Ich habe mir erzählen lassen, dass noch zwei weitere Bands auftraten und für Stimmung bis in die frühen Morgenstunden sorgten.
3. Lehrgangstag
Mit ein bisschen Nebel im Kopf erschienen wir am nächsten Morgen wieder in Hockenheim.
In der ersten Lehrgangseinheit dieses Tages übten wir Kampf und Abwehr mit Rollenspiel. Da musste man voll auf Empfang sein, was durch die läutenden Kirchglocken zum Teil erheblich erschwert wurde.
Auch der Rest des dritten Tages war ebenso inspirierend wie die Tage davor: ChiKung mit der Staffel der Sinne, Geschmeidigkeit inklusive Katapult bei GM Kernspecht und einer für dieses Mal letzten Gelegenheit eines Escrima-Unterrichts.
Um 16 Uhr startete die Abschiedszusammenkunft mit Urkundenverleihung.
Irgendwie wusste ich, dass meine Frau ihre Prüfung bestanden hatte und genoss mit riesigem Stolz ihr strahlendes Lächeln, als sie ihre Urkunde entgegennahm.
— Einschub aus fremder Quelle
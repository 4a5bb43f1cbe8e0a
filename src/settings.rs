use crate::calibration::{CalibrationState, KeyTrim, NormalizationReport, RawCalibration};
use crate::config::Config;
use crate::consts::KEY_COUNT;
use crate::{KeylightError, KlResult};
use serde::{Deserialize, Serialize};
use std::fs;
use std::path::{Path, PathBuf};
use std::sync::mpsc::{channel, Receiver, Sender};
use std::sync::{Mutex, RwLock};
use tracing::{debug, info};

/// The persisted settings file: physical configuration plus raw calibration.
#[derive(Debug, Clone, Default, PartialEq, Serialize, Deserialize)]
#[serde(default)]
pub struct SettingsDocument {
    pub config: Config,
    pub calibration: RawCalibration,
}

impl SettingsDocument {
    pub fn load_from_file<P: AsRef<Path>>(path: P) -> KlResult<Self> {
        let content = fs::read_to_string(path)?;
        Ok(serde_json::from_str(&content)?)
    }

    pub fn save_to_file<P: AsRef<Path>>(&self, path: P) -> KlResult<()> {
        let path = path.as_ref();
        if let Some(parent) = path.parent() {
            if !parent.as_os_str().is_empty() {
                fs::create_dir_all(parent)?;
            }
        }
        fs::write(path, serde_json::to_string_pretty(self)?)?;
        Ok(())
    }

    pub fn snapshot(&self) -> (Config, CalibrationState, NormalizationReport) {
        let (state, report) = self.calibration.normalize(self.config.strip.total_leds);
        (self.config.clone(), state, report)
    }
}

/// Change notification sent to subscribers after a mutation has been applied.
#[derive(Debug, Clone, PartialEq)]
pub enum SettingsEvent {
    OffsetChanged { key: usize, value: Option<i32> },
    TrimChanged { key: usize, trim: Option<KeyTrim> },
    OverrideChanged { key: usize, leds: Option<Vec<usize>> },
    RangeChanged { start_led: usize, end_led: usize },
    ConfigChanged,
}

pub struct SettingsStore {
    doc: RwLock<SettingsDocument>,
    path: Option<PathBuf>,
    subscribers: Mutex<Vec<Sender<SettingsEvent>>>,
}

impl SettingsStore {
    pub fn in_memory(doc: SettingsDocument) -> Self {
        Self {
            doc: RwLock::new(doc),
            path: None,
            subscribers: Mutex::new(Vec::new()),
        }
    }

    /// Opens a file-backed store. A missing file starts from defaults and is created on
    /// the first mutation.
    pub fn open<P: AsRef<Path>>(path: P) -> KlResult<Self> {
        let path = path.as_ref().to_path_buf();
        let doc = if path.exists() {
            let doc = SettingsDocument::load_from_file(&path)?;
            info!("Loaded settings from {}", path.display());
            doc
        } else {
            info!("No settings at {}; using defaults", path.display());
            SettingsDocument::default()
        };
        Ok(Self {
            doc: RwLock::new(doc),
            path: Some(path),
            subscribers: Mutex::new(Vec::new()),
        })
    }

    pub fn path(&self) -> Option<&Path> {
        self.path.as_deref()
    }

    pub fn subscribe(&self) -> Receiver<SettingsEvent> {
        let (tx, rx) = channel();
        if let Ok(mut subs) = self.subscribers.lock() {
            subs.push(tx);
        }
        rx
    }

    pub fn document(&self) -> KlResult<SettingsDocument> {
        Ok(self.read()?.clone())
    }

    pub fn snapshot(&self) -> KlResult<(Config, CalibrationState, NormalizationReport)> {
        Ok(self.read()?.snapshot())
    }

    pub fn set_key_offset(&self, key: usize, offset: i32) -> KlResult<()> {
        check_key(key)?;
        self.mutate(
            |doc| doc.calibration.set_offset(key, offset),
            SettingsEvent::OffsetChanged {
                key,
                value: Some(offset),
            },
        )
    }

    pub fn delete_key_offset(&self, key: usize) -> KlResult<()> {
        check_key(key)?;
        self.mutate(
            |doc| {
                doc.calibration.remove_offset(key);
            },
            SettingsEvent::OffsetChanged { key, value: None },
        )
    }

    pub fn set_key_trim(&self, key: usize, trim: KeyTrim) -> KlResult<()> {
        check_key(key)?;
        if trim.is_zero() {
            return self.delete_key_trim(key);
        }
        self.mutate(
            |doc| doc.calibration.set_trim(key, trim),
            SettingsEvent::TrimChanged {
                key,
                trim: Some(trim),
            },
        )
    }

    pub fn delete_key_trim(&self, key: usize) -> KlResult<()> {
        check_key(key)?;
        self.mutate(
            |doc| {
                doc.calibration.remove_trim(key);
            },
            SettingsEvent::TrimChanged { key, trim: None },
        )
    }

    /// An empty list clears the override.
    pub fn set_key_override(&self, key: usize, leds: &[usize]) -> KlResult<()> {
        check_key(key)?;
        if leds.is_empty() {
            return self.clear_key_override(key);
        }
        let unique = unique_leds(leds);
        self.mutate(
            |doc| doc.calibration.set_override(key, &unique),
            SettingsEvent::OverrideChanged {
                key,
                leds: Some(unique.clone()),
            },
        )
    }

    pub fn clear_key_override(&self, key: usize) -> KlResult<()> {
        check_key(key)?;
        self.mutate(
            |doc| {
                doc.calibration.remove_override(key);
            },
            SettingsEvent::OverrideChanged { key, leds: None },
        )
    }

    /// Adds `led` to the key's override, or removes it if already present. `seed` is
    /// used as the starting list when the key has no override yet. Removing the last
    /// LED clears the override.
    pub fn toggle_override_led(&self, key: usize, led: usize, seed: &[usize]) -> KlResult<Vec<usize>> {
        check_key(key)?;
        self.update(|doc| {
            let (_, state, _) = doc.snapshot();
            let mut leds = match &state.key_led_overrides[key] {
                Some(current) => current.clone(),
                None => unique_leds(seed),
            };

            if let Some(pos) = leds.iter().position(|&l| l == led) {
                leds.remove(pos);
            } else {
                leds.push(led);
            }

            if leds.is_empty() {
                doc.calibration.remove_override(key);
                (leds, SettingsEvent::OverrideChanged { key, leds: None })
            } else {
                doc.calibration.set_override(key, &leds);
                let event = SettingsEvent::OverrideChanged {
                    key,
                    leds: Some(leds.clone()),
                };
                (leds, event)
            }
        })
    }

    pub fn set_led_range(&self, start_led: usize, end_led: usize) -> KlResult<()> {
        let (start_led, end_led) = (start_led.min(end_led), start_led.max(end_led));
        self.mutate(
            |doc| doc.calibration.set_range(start_led, end_led),
            SettingsEvent::RangeChanged { start_led, end_led },
        )
    }

    pub fn set_config(&self, config: Config) -> KlResult<()> {
        config.validate()?;
        self.mutate(|doc| doc.config = config, SettingsEvent::ConfigChanged)
    }

    fn read(&self) -> KlResult<std::sync::RwLockReadGuard<'_, SettingsDocument>> {
        self.doc
            .read()
            .map_err(|_| KeylightError::Settings("settings lock poisoned".to_string()))
    }

    fn mutate<F>(&self, apply: F, event: SettingsEvent) -> KlResult<()>
    where
        F: FnOnce(&mut SettingsDocument),
    {
        self.update(|doc| {
            apply(doc);
            ((), event)
        })
    }

    /// Read-modify-write under one write lock. The edit is made on a copy and only
    /// becomes visible once it has been persisted.
    fn update<T, F>(&self, apply: F) -> KlResult<T>
    where
        F: FnOnce(&mut SettingsDocument) -> (T, SettingsEvent),
    {
        let mut doc = self
            .doc
            .write()
            .map_err(|_| KeylightError::Settings("settings lock poisoned".to_string()))?;

        let mut next = doc.clone();
        let (value, event) = apply(&mut next);
        self.persist(&next)?;
        *doc = next;

        debug!("Settings changed: {:?}", event);
        self.broadcast(event);
        Ok(value)
    }

    fn persist(&self, doc: &SettingsDocument) -> KlResult<()> {
        match &self.path {
            Some(path) => doc.save_to_file(path),
            None => Ok(()),
        }
    }

    fn broadcast(&self, event: SettingsEvent) {
        if let Ok(mut subs) = self.subscribers.lock() {
            subs.retain(|tx| tx.send(event.clone()).is_ok());
        }
    }
}

fn unique_leds(leds: &[usize]) -> Vec<usize> {
    let mut unique = Vec::with_capacity(leds.len());
    for &led in leds {
        if !unique.contains(&led) {
            unique.push(led);
        }
    }
    unique
}

fn check_key(key: usize) -> KlResult<()> {
    if key < KEY_COUNT {
        Ok(())
    } else {
        Err(KeylightError::InvalidKey(format!(
            "key index {} is outside 0..{}",
            key,
            KEY_COUNT - 1
        )))
    }
}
Das allein schon machte mich glücklich.
Aber hallo! Das ist ja mein Name, der da gerade aufgerufen wird. Das habe ich nach meiner Wackelpartie – trotz der ansonsten unbeanstandeten Prüfungen – nicht erwartet: Ich habe meine Prüfung auch bestanden. Da lacht das Herz!
Mir schießt noch eine Idee durch den Kopf: Die Uhr aus der Mehrzweckhalle könnte ich doch bis zum nächsten Jahr eigentlich ausleihen. Ich hänge sie an meine Bürowand, so dass meine Arbeitszeit zu Hause ebenfalls so schnell vergeht, wie die Stunden des Lehrgangs in Hockenheim.
Abschließende Überlegungen zum Lehrgang
Ich hatte nicht gewusst, was an diesem Wochenende auf mich zukommt. Ich war unsicher, ob ich fit genug sein würde, die Tage komplett durchzuhalten. Es hat bestens geklappt.
Ich habe viel mitgenommen vom gesamten Lehrgang und bin jetzt topfit und voller Power und Motivation. Es war eine fantastische Zeit. Eine Erfahrung, die mich bis zum Internationalen Lehrgang im nächsten Jahr begleiten und tragen wird!
Einen großen Dank an GM Kernspecht, GM Bill und ihre Meisterteams und an alle, die dieses Wochenende ermöglichten.
Text: Alun Graham
Fotos, soweit nicht anders erwähnt: Markus Gensichen/Jiri Schwertner
PS: Das Einzige, was ich nicht mitgenommen habe, ist die Uhr. Ich habe mir gedacht, dass ich sie nächstes Jahr brauche, wenn ich wieder nach Hockenheim komme. Hoffentlich tickt meine Uhr zuverlässig, bis wir uns wiedersehen.